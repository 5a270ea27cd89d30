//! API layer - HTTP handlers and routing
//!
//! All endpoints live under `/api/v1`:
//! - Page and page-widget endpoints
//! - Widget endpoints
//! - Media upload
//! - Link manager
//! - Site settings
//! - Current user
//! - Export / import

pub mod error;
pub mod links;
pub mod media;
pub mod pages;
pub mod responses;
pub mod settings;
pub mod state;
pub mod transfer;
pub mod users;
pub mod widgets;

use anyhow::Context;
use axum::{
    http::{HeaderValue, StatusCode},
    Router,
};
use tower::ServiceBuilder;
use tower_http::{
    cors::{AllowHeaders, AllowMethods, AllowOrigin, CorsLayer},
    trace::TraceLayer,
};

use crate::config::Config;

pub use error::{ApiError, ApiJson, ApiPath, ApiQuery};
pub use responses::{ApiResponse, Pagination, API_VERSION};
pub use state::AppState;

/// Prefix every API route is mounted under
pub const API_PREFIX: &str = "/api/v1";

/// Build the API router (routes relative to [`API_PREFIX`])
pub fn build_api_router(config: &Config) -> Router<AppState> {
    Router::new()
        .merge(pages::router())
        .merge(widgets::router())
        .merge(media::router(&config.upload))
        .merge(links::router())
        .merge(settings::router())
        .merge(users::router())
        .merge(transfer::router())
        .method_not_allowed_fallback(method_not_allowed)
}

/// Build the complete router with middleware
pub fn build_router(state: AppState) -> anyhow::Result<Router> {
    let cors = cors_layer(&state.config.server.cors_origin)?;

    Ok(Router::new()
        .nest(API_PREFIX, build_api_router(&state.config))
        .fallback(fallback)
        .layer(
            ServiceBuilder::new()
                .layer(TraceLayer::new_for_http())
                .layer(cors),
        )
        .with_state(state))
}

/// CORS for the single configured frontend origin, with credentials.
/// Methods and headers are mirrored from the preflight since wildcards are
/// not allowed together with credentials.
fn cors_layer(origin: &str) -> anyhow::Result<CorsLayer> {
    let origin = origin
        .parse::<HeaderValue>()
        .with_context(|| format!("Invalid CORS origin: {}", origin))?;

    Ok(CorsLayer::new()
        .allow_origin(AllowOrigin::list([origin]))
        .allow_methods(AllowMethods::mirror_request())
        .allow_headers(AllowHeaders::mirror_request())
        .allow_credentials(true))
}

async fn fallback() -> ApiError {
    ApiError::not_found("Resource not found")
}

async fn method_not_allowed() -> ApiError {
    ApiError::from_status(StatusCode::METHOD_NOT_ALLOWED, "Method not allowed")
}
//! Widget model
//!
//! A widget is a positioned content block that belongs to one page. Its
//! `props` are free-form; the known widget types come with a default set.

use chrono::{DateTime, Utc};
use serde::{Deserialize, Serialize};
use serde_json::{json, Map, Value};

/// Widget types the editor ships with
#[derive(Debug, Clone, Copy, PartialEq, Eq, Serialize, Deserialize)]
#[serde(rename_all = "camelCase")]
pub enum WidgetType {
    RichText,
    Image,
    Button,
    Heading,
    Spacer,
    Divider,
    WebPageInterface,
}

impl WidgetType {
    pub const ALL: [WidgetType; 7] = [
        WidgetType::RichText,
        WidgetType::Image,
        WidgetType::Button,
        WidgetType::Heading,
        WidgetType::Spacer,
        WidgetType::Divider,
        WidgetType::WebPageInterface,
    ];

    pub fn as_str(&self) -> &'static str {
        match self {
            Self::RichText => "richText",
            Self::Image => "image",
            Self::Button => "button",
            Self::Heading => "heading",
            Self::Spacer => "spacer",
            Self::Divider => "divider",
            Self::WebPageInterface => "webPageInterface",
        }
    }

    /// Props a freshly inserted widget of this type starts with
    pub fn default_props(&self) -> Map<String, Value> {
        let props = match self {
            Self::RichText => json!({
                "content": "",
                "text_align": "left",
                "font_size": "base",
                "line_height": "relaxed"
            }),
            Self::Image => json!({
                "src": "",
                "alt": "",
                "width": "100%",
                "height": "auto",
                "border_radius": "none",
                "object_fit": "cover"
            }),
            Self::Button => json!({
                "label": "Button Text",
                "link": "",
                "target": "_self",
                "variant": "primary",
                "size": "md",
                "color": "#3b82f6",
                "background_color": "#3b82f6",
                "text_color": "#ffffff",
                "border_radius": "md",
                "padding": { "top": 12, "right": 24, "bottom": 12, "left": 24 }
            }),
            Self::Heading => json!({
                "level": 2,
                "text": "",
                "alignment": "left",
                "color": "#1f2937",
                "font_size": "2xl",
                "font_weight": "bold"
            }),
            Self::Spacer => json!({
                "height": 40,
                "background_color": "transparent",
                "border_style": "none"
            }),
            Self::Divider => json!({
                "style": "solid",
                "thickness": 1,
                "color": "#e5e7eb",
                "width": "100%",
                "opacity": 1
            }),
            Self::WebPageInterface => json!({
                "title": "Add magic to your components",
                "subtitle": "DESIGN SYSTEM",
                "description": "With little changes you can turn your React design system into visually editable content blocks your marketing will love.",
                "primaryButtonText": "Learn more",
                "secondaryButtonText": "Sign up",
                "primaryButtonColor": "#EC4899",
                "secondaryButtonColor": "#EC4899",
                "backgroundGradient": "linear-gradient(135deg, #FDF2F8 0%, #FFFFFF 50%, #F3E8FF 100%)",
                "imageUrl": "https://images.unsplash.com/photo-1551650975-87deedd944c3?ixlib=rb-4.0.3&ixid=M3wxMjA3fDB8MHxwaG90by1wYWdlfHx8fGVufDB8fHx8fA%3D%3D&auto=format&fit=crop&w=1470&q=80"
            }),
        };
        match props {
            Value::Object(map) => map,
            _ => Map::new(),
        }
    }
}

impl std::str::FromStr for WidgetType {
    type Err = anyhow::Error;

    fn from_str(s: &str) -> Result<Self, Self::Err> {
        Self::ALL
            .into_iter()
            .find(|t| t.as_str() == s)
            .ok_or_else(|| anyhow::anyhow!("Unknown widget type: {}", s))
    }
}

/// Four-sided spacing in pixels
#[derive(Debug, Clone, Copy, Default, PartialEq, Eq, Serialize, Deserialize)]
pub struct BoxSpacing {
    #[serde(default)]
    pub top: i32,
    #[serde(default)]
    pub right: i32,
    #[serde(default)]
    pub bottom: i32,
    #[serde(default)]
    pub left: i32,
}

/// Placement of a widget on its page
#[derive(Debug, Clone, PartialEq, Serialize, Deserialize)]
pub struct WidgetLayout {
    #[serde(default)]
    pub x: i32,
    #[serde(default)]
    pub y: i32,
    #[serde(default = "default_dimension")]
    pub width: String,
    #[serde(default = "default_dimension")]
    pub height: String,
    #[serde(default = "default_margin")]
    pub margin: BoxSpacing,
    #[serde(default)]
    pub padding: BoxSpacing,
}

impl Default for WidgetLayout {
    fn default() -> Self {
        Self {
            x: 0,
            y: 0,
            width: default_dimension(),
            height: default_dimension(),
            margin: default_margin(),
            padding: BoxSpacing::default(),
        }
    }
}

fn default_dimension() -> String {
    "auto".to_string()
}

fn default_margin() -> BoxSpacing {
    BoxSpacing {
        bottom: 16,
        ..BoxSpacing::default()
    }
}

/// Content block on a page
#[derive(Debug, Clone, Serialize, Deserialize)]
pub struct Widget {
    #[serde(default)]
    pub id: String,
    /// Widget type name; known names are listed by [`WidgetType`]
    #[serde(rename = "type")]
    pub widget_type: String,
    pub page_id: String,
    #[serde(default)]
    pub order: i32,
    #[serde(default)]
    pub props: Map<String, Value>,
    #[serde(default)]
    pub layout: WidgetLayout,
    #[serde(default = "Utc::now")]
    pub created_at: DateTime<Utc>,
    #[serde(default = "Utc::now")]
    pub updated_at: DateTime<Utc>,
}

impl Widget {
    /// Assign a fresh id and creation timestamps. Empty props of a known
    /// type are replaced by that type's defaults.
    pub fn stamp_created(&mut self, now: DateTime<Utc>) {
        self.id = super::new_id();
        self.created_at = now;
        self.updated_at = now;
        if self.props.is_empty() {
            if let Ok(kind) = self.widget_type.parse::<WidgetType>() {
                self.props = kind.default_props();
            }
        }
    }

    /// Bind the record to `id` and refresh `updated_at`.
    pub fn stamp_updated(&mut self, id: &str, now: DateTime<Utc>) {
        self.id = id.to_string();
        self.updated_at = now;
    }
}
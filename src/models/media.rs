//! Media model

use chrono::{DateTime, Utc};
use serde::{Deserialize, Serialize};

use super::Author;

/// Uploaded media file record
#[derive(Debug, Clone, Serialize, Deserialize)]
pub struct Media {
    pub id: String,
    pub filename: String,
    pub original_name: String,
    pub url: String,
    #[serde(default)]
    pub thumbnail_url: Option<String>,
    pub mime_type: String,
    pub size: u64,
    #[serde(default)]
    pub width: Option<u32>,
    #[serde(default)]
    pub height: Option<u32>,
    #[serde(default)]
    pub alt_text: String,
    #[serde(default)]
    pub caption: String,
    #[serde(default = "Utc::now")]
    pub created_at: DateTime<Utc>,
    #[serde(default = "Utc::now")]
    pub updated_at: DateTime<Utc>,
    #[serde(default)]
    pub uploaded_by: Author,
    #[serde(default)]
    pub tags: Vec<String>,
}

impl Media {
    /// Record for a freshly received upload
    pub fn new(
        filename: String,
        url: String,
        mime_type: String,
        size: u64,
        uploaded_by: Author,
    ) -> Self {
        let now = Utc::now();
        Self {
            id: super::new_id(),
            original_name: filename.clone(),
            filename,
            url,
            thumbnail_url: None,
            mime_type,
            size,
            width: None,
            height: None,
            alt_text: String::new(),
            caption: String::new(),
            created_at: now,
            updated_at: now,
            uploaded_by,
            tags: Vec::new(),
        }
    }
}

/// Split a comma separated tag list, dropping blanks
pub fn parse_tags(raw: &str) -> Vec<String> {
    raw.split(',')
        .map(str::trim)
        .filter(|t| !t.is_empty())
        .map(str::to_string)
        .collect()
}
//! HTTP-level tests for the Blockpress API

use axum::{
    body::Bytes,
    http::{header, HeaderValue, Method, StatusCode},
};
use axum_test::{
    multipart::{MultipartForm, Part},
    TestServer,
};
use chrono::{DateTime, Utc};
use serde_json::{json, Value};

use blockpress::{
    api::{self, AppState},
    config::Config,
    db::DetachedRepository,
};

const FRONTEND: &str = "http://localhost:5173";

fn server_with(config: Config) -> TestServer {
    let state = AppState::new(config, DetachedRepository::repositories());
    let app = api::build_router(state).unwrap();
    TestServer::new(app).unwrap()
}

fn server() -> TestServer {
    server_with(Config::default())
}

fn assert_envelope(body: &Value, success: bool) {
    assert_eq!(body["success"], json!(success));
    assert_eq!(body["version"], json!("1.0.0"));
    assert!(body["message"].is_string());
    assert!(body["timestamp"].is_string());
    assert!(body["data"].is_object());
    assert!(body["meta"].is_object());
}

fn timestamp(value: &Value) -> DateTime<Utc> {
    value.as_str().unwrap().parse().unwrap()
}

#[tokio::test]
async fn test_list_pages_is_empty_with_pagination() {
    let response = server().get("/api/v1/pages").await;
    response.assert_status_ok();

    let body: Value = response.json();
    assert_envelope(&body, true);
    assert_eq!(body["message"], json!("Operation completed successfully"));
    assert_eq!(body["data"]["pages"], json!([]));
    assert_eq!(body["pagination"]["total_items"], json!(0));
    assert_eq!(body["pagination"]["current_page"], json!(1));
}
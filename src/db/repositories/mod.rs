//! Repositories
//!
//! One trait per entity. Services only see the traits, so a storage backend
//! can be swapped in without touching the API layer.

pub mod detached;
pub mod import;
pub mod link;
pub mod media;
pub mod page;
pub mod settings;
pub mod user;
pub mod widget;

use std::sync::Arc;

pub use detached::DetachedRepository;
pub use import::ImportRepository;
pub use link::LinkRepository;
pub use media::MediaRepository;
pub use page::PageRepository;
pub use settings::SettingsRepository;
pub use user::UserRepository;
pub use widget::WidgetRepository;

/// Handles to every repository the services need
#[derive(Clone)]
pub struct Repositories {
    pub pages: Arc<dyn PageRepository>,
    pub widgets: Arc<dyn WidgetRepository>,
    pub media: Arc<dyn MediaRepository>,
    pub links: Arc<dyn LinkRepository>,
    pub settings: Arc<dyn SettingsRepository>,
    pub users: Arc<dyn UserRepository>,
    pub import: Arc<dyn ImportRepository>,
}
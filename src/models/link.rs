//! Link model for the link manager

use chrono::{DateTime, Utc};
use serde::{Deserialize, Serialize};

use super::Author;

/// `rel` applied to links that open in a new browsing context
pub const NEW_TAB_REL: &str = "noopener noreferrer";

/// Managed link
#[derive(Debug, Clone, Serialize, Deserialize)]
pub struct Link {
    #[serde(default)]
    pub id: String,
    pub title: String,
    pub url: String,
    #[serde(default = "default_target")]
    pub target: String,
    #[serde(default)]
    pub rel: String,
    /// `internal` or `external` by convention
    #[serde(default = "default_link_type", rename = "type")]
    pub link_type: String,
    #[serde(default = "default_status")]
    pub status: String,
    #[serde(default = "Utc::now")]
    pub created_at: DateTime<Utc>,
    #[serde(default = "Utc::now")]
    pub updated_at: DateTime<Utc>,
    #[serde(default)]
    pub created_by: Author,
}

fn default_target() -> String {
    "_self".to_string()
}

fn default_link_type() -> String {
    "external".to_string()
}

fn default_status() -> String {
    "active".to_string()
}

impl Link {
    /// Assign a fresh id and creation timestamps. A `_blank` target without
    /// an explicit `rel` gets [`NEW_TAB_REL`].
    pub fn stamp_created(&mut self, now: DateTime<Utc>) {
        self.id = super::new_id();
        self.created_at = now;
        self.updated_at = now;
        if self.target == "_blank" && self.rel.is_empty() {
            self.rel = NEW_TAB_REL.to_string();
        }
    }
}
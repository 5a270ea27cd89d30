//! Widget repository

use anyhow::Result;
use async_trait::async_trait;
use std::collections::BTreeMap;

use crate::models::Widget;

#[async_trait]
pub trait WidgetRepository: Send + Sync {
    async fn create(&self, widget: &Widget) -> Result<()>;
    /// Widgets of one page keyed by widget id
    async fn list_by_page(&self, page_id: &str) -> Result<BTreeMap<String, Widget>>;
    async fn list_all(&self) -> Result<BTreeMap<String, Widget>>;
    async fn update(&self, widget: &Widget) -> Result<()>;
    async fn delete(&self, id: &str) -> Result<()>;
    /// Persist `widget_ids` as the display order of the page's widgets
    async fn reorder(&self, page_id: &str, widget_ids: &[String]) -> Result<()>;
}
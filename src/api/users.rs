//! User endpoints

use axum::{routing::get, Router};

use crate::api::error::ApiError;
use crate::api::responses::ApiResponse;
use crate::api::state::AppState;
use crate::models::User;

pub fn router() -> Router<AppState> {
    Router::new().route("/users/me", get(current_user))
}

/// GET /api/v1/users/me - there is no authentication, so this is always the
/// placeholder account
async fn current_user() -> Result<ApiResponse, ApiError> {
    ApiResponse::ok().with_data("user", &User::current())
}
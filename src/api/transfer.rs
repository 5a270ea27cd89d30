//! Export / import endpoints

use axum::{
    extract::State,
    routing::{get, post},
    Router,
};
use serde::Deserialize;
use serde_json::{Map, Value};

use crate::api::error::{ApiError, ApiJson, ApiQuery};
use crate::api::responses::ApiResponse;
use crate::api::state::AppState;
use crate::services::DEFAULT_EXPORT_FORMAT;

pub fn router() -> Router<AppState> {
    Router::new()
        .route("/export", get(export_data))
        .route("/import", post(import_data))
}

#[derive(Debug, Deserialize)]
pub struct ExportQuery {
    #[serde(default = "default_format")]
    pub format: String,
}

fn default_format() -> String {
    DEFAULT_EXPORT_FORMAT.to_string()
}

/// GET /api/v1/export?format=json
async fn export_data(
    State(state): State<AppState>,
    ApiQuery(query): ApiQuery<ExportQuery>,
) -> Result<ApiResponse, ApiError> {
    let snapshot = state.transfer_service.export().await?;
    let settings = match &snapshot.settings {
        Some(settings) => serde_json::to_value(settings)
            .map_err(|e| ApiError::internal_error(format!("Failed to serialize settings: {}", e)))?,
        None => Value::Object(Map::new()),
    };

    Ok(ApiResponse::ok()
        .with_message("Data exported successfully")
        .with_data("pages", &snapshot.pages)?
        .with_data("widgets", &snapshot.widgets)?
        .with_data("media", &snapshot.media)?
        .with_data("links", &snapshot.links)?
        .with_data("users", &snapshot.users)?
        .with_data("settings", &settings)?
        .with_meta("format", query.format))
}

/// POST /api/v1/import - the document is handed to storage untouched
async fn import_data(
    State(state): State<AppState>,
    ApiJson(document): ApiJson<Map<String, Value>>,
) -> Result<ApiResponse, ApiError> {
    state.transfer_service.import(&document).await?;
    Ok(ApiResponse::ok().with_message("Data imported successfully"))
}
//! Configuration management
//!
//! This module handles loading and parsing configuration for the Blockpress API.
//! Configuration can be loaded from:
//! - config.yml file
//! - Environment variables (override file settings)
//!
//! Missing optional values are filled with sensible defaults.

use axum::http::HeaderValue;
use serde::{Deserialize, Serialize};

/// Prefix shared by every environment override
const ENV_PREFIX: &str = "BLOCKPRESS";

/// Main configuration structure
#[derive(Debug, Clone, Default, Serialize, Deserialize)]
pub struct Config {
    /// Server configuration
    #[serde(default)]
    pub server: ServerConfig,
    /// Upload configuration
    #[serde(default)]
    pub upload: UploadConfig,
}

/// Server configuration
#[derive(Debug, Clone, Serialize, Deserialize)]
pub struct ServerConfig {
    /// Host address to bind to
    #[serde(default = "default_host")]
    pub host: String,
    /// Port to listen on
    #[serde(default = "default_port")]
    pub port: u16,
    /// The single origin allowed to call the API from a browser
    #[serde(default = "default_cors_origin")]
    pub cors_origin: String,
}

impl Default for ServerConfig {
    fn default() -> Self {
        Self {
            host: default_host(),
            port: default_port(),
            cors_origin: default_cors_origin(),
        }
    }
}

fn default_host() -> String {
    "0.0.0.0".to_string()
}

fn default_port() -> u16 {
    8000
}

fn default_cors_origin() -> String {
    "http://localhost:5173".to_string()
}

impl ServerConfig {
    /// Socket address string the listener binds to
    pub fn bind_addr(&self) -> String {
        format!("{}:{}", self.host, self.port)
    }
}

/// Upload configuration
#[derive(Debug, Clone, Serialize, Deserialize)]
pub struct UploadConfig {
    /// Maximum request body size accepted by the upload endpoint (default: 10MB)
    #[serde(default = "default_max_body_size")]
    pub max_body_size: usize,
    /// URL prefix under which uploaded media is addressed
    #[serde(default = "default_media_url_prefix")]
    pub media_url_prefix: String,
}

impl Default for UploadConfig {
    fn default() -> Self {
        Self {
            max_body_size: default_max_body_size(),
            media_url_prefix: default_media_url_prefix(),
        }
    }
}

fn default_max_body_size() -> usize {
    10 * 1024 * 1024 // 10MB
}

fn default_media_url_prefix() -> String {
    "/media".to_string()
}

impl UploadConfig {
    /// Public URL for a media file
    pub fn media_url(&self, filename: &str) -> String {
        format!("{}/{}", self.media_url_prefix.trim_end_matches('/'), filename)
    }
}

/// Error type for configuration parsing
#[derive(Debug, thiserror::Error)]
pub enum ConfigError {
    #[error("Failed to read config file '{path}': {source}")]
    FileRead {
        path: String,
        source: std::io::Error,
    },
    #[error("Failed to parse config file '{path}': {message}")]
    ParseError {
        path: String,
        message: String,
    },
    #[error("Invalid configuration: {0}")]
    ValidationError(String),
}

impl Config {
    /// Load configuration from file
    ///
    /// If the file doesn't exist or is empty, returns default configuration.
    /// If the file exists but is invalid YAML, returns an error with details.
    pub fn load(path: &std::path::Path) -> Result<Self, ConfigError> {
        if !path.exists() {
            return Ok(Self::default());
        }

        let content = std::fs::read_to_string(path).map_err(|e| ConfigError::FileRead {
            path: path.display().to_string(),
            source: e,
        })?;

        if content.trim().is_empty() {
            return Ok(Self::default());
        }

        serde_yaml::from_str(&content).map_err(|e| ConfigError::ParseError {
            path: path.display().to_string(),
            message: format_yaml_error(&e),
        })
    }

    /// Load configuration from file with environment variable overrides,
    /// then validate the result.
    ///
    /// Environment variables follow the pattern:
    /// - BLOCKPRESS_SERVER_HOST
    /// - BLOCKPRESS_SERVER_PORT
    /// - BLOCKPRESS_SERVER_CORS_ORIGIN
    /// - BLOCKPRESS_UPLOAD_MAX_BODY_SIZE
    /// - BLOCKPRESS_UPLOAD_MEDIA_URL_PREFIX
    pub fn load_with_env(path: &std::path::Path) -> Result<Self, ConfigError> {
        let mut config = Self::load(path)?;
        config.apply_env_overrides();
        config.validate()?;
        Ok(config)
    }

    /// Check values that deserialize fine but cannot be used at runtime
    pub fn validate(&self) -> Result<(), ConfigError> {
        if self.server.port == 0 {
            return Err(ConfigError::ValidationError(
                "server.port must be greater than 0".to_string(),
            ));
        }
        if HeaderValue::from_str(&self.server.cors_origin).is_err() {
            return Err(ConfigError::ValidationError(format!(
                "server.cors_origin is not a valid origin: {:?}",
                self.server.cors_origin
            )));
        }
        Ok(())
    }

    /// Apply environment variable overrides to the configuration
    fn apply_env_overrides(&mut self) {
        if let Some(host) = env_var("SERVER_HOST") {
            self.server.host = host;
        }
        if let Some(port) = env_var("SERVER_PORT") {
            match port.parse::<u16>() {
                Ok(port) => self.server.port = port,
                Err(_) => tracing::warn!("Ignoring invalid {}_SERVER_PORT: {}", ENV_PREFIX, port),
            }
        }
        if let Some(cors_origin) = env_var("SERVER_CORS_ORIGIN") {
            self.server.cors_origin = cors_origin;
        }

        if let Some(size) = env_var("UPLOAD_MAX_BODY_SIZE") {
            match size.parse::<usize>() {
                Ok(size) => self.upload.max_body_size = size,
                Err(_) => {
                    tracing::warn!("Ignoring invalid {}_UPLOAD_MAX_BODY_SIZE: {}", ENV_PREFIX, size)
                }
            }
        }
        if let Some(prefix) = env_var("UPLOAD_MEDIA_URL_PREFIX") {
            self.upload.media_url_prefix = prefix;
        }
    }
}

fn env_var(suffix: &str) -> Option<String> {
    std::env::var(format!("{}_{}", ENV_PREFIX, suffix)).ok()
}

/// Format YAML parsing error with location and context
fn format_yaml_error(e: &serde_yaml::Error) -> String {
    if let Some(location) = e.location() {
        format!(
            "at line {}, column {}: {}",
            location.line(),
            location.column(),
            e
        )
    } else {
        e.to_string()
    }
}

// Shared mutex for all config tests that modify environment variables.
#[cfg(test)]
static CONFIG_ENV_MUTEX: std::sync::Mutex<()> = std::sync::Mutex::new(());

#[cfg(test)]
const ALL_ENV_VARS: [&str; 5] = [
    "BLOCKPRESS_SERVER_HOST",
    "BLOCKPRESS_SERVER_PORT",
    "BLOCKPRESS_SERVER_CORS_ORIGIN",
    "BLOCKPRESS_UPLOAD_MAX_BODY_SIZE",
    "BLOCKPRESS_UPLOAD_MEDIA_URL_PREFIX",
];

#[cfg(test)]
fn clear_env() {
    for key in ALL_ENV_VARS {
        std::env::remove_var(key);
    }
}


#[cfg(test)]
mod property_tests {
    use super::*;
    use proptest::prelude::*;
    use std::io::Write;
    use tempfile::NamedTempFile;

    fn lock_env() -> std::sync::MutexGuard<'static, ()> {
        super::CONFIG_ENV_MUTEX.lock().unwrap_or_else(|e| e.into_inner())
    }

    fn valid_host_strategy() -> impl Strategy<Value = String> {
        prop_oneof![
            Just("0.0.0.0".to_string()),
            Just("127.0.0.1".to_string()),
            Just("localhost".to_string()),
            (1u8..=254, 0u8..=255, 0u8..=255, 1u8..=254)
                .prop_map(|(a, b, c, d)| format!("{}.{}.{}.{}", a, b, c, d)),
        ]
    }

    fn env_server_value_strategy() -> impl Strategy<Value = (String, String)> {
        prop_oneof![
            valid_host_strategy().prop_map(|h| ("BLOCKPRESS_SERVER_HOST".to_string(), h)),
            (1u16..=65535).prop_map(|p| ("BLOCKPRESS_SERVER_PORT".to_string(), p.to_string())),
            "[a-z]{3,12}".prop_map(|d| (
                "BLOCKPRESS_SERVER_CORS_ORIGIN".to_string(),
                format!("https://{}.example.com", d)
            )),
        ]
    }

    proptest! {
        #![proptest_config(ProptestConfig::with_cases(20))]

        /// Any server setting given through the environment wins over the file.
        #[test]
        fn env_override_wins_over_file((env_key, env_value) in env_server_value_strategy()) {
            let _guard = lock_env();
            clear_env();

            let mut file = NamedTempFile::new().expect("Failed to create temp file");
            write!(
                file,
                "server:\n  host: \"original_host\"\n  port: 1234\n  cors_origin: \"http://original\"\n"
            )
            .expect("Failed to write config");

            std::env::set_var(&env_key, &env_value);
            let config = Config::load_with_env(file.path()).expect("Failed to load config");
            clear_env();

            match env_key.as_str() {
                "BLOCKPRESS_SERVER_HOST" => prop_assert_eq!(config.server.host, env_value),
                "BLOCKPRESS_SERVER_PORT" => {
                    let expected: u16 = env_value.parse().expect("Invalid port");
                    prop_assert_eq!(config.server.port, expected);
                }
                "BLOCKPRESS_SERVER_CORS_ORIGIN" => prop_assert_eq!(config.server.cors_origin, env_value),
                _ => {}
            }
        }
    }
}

• • • •

_TASK PROMPT_: Scan the data above for the string "timestamps" and copy each line where it appears.

_RESULT_:
    /// Assign a fresh id and creation timestamps. Empty props of a known
    /// Assign a fresh id and creation timestamps. A `_blank` target without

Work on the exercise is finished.